Cette disparition ne supprime pas l’utile débat parlementaire relatif aux crédits de la présente mission.
Par ailleurs, nous avons la chance d’avoir un ministre qui connaît très bien les sujets dont nous débattrons cet après-midi.
Il me semble souhaitable, malgré tout, que la mission « Immigration, asile et intégration » figure toujours dans les prochains projets de loi de finances et qu’elle puisse faire l’objet d’un débat individualisé.
Effectivement, la politique d’immigration est une politique spécifique ; elle se situe au confluent de préoccupations sociales d’intégration des populations étrangères, d’enjeux sécuritaires de lutte contre l’immigration clandestine et des relations internationales que nous entretenons non seulement avec nos partenaires européens, mais aussi avec d’autres pays, auxquels nous lient des accords ou simplement dont un certain nombre de ressortissants souhaitent émigrer en France.

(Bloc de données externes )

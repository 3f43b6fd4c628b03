use tracing::debug;

use super::primitives::{present_value_needed, real_return};
use super::solver::{
    CoastConvergeParams, ConvergenceConfig, barista_crossover_search, coast_fire_converge,
};
use super::types::{CalculationMethod, CoastConvergence, FireMethod, UserFinancialInputs};

#[derive(Debug, Clone, Copy, PartialEq)]
pub struct InflationAdjustedTarget {
    /// In today's money; this is the figure progress is tracked against.
    pub current_purchasing_power: f64,
    /// Nominal amount needed at retirement.
    pub future_nominal: f64,
}

#[derive(Debug, Clone, Copy, PartialEq)]
pub struct BaristaTarget {
    pub target: f64,
    pub method: FireMethod,
}

#[derive(Debug, Clone, PartialEq)]
pub struct FireTargets {
    pub traditional: f64,
    pub traditional_future: Option<f64>,
    pub traditional_method: FireMethod,
    pub coast: f64,
    pub coast_method: FireMethod,
    pub barista: BaristaTarget,
    pub coast_convergence: CoastConvergence,
    /// Annual rate all projections should grow at: nominal, or real when
    /// inflation-adjusted.
    pub growth_rate: f64,
}

/// Portfolio whose withdrawals at `safe_withdrawal_rate` cover
/// `annual_expenses`. A non-positive rate has no finite answer.
pub fn traditional_fire_target(annual_expenses: f64, safe_withdrawal_rate: f64) -> f64 {
    if safe_withdrawal_rate <= 0.0 {
        return f64::INFINITY;
    }
    (annual_expenses / safe_withdrawal_rate).max(0.0)
}

pub fn traditional_fire_target_with_inflation(
    annual_expenses: f64,
    safe_withdrawal_rate: f64,
    inflation_rate: f64,
    years_to_retirement: f64,
) -> InflationAdjustedTarget {
    let inflation_factor = (1.0 + inflation_rate).powf(years_to_retirement.max(0.0));
    InflationAdjustedTarget {
        current_purchasing_power: traditional_fire_target(annual_expenses, safe_withdrawal_rate),
        future_nominal: traditional_fire_target(
            annual_expenses * inflation_factor,
            safe_withdrawal_rate,
        ),
    }
}

/// Amount that, left alone, grows into `fire_number` by retirement.
///
/// Never exceeds `fire_number`: with non-positive growth there is nothing to
/// coast on and the full target is needed.
pub fn coast_fire_target(fire_number: f64, expected_return: f64, years_to_retirement: f64) -> f64 {
    if years_to_retirement <= 0.0 {
        return fire_number;
    }
    (fire_number / (1.0 + expected_return).powf(years_to_retirement)).clamp(0.0, fire_number.max(0.0))
}

pub fn coast_fire_target_with_inflation(
    fire_number: f64,
    nominal_return: f64,
    inflation_rate: f64,
    years_to_retirement: f64,
) -> f64 {
    coast_fire_target(
        fire_number,
        real_return(nominal_return, inflation_rate),
        years_to_retirement,
    )
}

#[derive(Debug, Clone, Copy, PartialEq)]
pub struct BaristaInputs {
    pub traditional_target: f64,
    pub coast_target: f64,
    pub monthly_contribution: f64,
    pub monthly_barista_contribution: f64,
    pub years_to_retirement: f64,
    /// Years of full contributions before switching to the barista rate.
    pub years_until_downshift: f64,
}

/// Portfolio value at the downshift point that, with barista contributions
/// only, still grows into the traditional target by retirement. Always lies
/// within `[coast_target, traditional_target]`.
pub fn barista_fire_target(inputs: &BaristaInputs, expected_return: f64) -> BaristaTarget {
    let traditional = inputs.traditional_target;
    if !traditional.is_finite() || inputs.years_to_retirement <= 0.0 {
        return BaristaTarget {
            target: traditional,
            method: FireMethod::TraditionalFallback,
        };
    }

    if inputs.monthly_contribution <= 0.0 && inputs.monthly_barista_contribution <= 0.0 {
        return BaristaTarget {
            target: inputs.coast_target,
            method: FireMethod::CoastFallback,
        };
    }

    let horizon = (inputs.years_to_retirement - inputs.years_until_downshift.max(0.0)).max(0.0);
    let search = barista_crossover_search(
        traditional,
        inputs.monthly_barista_contribution,
        expected_return,
        horizon,
    );
    let (raw, method) = if search.converged {
        (search.value, FireMethod::CrossoverSearch)
    } else {
        debug!(
            traditional,
            horizon, "barista search did not converge; using present value of the barista stream"
        );
        (
            present_value_needed(
                traditional,
                inputs.monthly_barista_contribution,
                expected_return,
                horizon,
            ),
            FireMethod::AnnuityFallback,
        )
    };

    BaristaTarget {
        target: clamp_between(raw, inputs.coast_target, traditional),
        method,
    }
}

pub fn barista_fire_target_with_inflation(
    inputs: &BaristaInputs,
    nominal_return: f64,
    inflation_rate: f64,
) -> BaristaTarget {
    barista_fire_target(inputs, real_return(nominal_return, inflation_rate))
}

/// All three targets for one set of inputs.
///
/// The barista horizon starts where the coast convergence says full
/// contributions can stop.
pub fn compute_targets(inputs: &UserFinancialInputs, method: CalculationMethod) -> FireTargets {
    let years = inputs.years_to_retirement();
    let (traditional, traditional_future, traditional_method, coast, coast_method, growth_rate) =
        match method {
            CalculationMethod::Simple => {
                let traditional =
                    traditional_fire_target(inputs.annual_expenses, inputs.safe_withdrawal_rate);
                (
                    traditional,
                    None,
                    FireMethod::WithdrawalRule,
                    coast_fire_target(traditional, inputs.expected_annual_return, years),
                    FireMethod::GrowthOnlyDiscount,
                    inputs.expected_annual_return,
                )
            }
            CalculationMethod::InflationAdjusted => {
                let adjusted = traditional_fire_target_with_inflation(
                    inputs.annual_expenses,
                    inputs.safe_withdrawal_rate,
                    inputs.inflation_rate,
                    years,
                );
                let tracked = adjusted.current_purchasing_power;
                (
                    tracked,
                    Some(adjusted.future_nominal),
                    FireMethod::WithdrawalRuleInflationAdjusted,
                    coast_fire_target_with_inflation(
                        tracked,
                        inputs.expected_annual_return,
                        inputs.inflation_rate,
                        years,
                    ),
                    FireMethod::RealReturnDiscount,
                    real_return(inputs.expected_annual_return, inputs.inflation_rate),
                )
            }
        };

    let coast_convergence = coast_fire_converge(
        &CoastConvergeParams {
            current_age: inputs.current_age,
            current_portfolio: inputs.current_portfolio_value,
            monthly_contribution: inputs.monthly_contribution,
            monthly_barista_contribution: inputs.monthly_barista_contribution,
            annual_return: growth_rate,
            years_to_retirement: years,
            fire_target: traditional,
        },
        ConvergenceConfig::default(),
    );

    let barista_inputs = BaristaInputs {
        traditional_target: traditional,
        coast_target: coast,
        monthly_contribution: inputs.monthly_contribution,
        monthly_barista_contribution: inputs.monthly_barista_contribution,
        years_to_retirement: years,
        years_until_downshift: coast_convergence.years_saving,
    };
    let barista = match method {
        CalculationMethod::Simple => {
            barista_fire_target(&barista_inputs, inputs.expected_annual_return)
        }
        CalculationMethod::InflationAdjusted => barista_fire_target_with_inflation(
            &barista_inputs,
            inputs.expected_annual_return,
            inputs.inflation_rate,
        ),
    };

    FireTargets {
        traditional,
        traditional_future,
        traditional_method,
        coast,
        coast_method,
        barista,
        coast_convergence,
        growth_rate,
    }
}

fn clamp_between(value: f64, lower: f64, upper: f64) -> f64 {
    if !(lower <= upper) {
        return upper;
    }
    value.clamp(lower, upper)
}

C’est ce qui explique que, au total, seize programmes répartis dans treize missions entre dix périmètres ministériels contribuent à la politique transversale consacrée à l’immigration et à l’intégration des étrangers en France. Celle-ci représentera, en 2011, 4, 25 milliards d’euros en crédits de paiement, dont 562 millions d’euros, soit 13, 7 % des crédits, sont affectés à la mission « Immigration, asile et intégration ».

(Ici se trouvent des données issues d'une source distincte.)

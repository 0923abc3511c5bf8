//! Exponential backoff policy, shared by the retrying node client and the
//! crawler's poll-cycle backoff.

use std::time::Duration;

use serde::{Deserialize, Serialize};

/// Configuration for the retry policy.
#[derive(Debug, Clone, Serialize, Deserialize)]
#[serde(default)]
pub struct RetryConfig {
    /// Maximum number of retry attempts (not counting the first try).
    pub max_retries: u32,
    /// Initial backoff delay in milliseconds.
    pub initial_backoff_ms: u64,
    /// Maximum backoff delay in milliseconds (caps exponential growth).
    pub max_backoff_ms: u64,
    /// Multiplier applied to backoff on each retry.
    pub multiplier: f64,
    /// Add `jitter_fraction * backoff / 2` on top of every delay (0.0 = none).
    pub jitter_fraction: f64,
}

impl Default for RetryConfig {
    fn default() -> Self {
        Self {
            max_retries: 3,
            initial_backoff_ms: 100,
            max_backoff_ms: 10_000,
            multiplier: 2.0,
            jitter_fraction: 0.1,
        }
    }
}

/// Stateless retry policy: computes the next delay given the attempt number.
#[derive(Debug, Clone)]
pub struct RetryPolicy {
    pub config: RetryConfig,
}

impl RetryPolicy {
    pub fn new(config: RetryConfig) -> Self {
        Self { config }
    }

    /// Returns the delay before the `attempt`-th retry (1-based).
    /// Returns `None` if `attempt` exceeds `max_retries`.
    pub fn next_delay(&self, attempt: u32) -> Option<Duration> {
        if attempt == 0 || attempt > self.config.max_retries {
            return None;
        }
        Some(self.backoff(attempt))
    }

    /// Unbounded backoff for the `attempt`-th consecutive failure, capped at
    /// `max_backoff_ms`. Used where retries never give up (crawler cycles).
    pub fn backoff(&self, attempt: u32) -> Duration {
        let exp = attempt.saturating_sub(1).min(63) as i32;
        let base_ms = self.config.initial_backoff_ms as f64 * self.config.multiplier.powi(exp);
        let capped = base_ms.min(self.config.max_backoff_ms as f64);
        let jitter_ms = capped * self.config.jitter_fraction * 0.5;
        Duration::from_millis((capped + jitter_ms) as u64)
    }
}

#[cfg(test)]
mod tests {
    use super::*;

    fn policy(max_retries: u32, max_backoff_ms: u64, multiplier: f64) -> RetryPolicy {
        RetryPolicy::new(RetryConfig {
            max_retries,
            initial_backoff_ms: 100,
            max_backoff_ms,
            multiplier,
            jitter_fraction: 0.0,
        })
    }

    #[test]
    fn exponential_delays() {
        let p = policy(3, 30_000, 2.0);
        assert_eq!(p.next_delay(1).unwrap().as_millis(), 100);
        assert_eq!(p.next_delay(2).unwrap().as_millis(), 200);
        assert_eq!(p.next_delay(3).unwrap().as_millis(), 400);
        assert!(p.next_delay(4).is_none());
        assert!(p.next_delay(0).is_none());
    }

    #[test]
    fn delay_capped_at_max() {
        let p = policy(10, 500, 10.0);
        assert!(p.next_delay(5).unwrap() <= Duration::from_millis(500));
        assert_eq!(p.backoff(1_000), Duration::from_millis(500));
    }
}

Les principales missions contributrices sont les missions à caractère culturel ou social du budget de l’État. Ainsi, en particulier, les dépenses liées à l’enseignement dispensé aux élèves étrangers s’élèveront à plus de 2 milliards d’euros en 2011, soit plus de 48 % des crédits de la politique transversale, tandis que les crédits consacrés à la santé s’établiront à environ 600 millions d'euros, soit un montant égal à celui qui est attribué à la mission que nous examinons.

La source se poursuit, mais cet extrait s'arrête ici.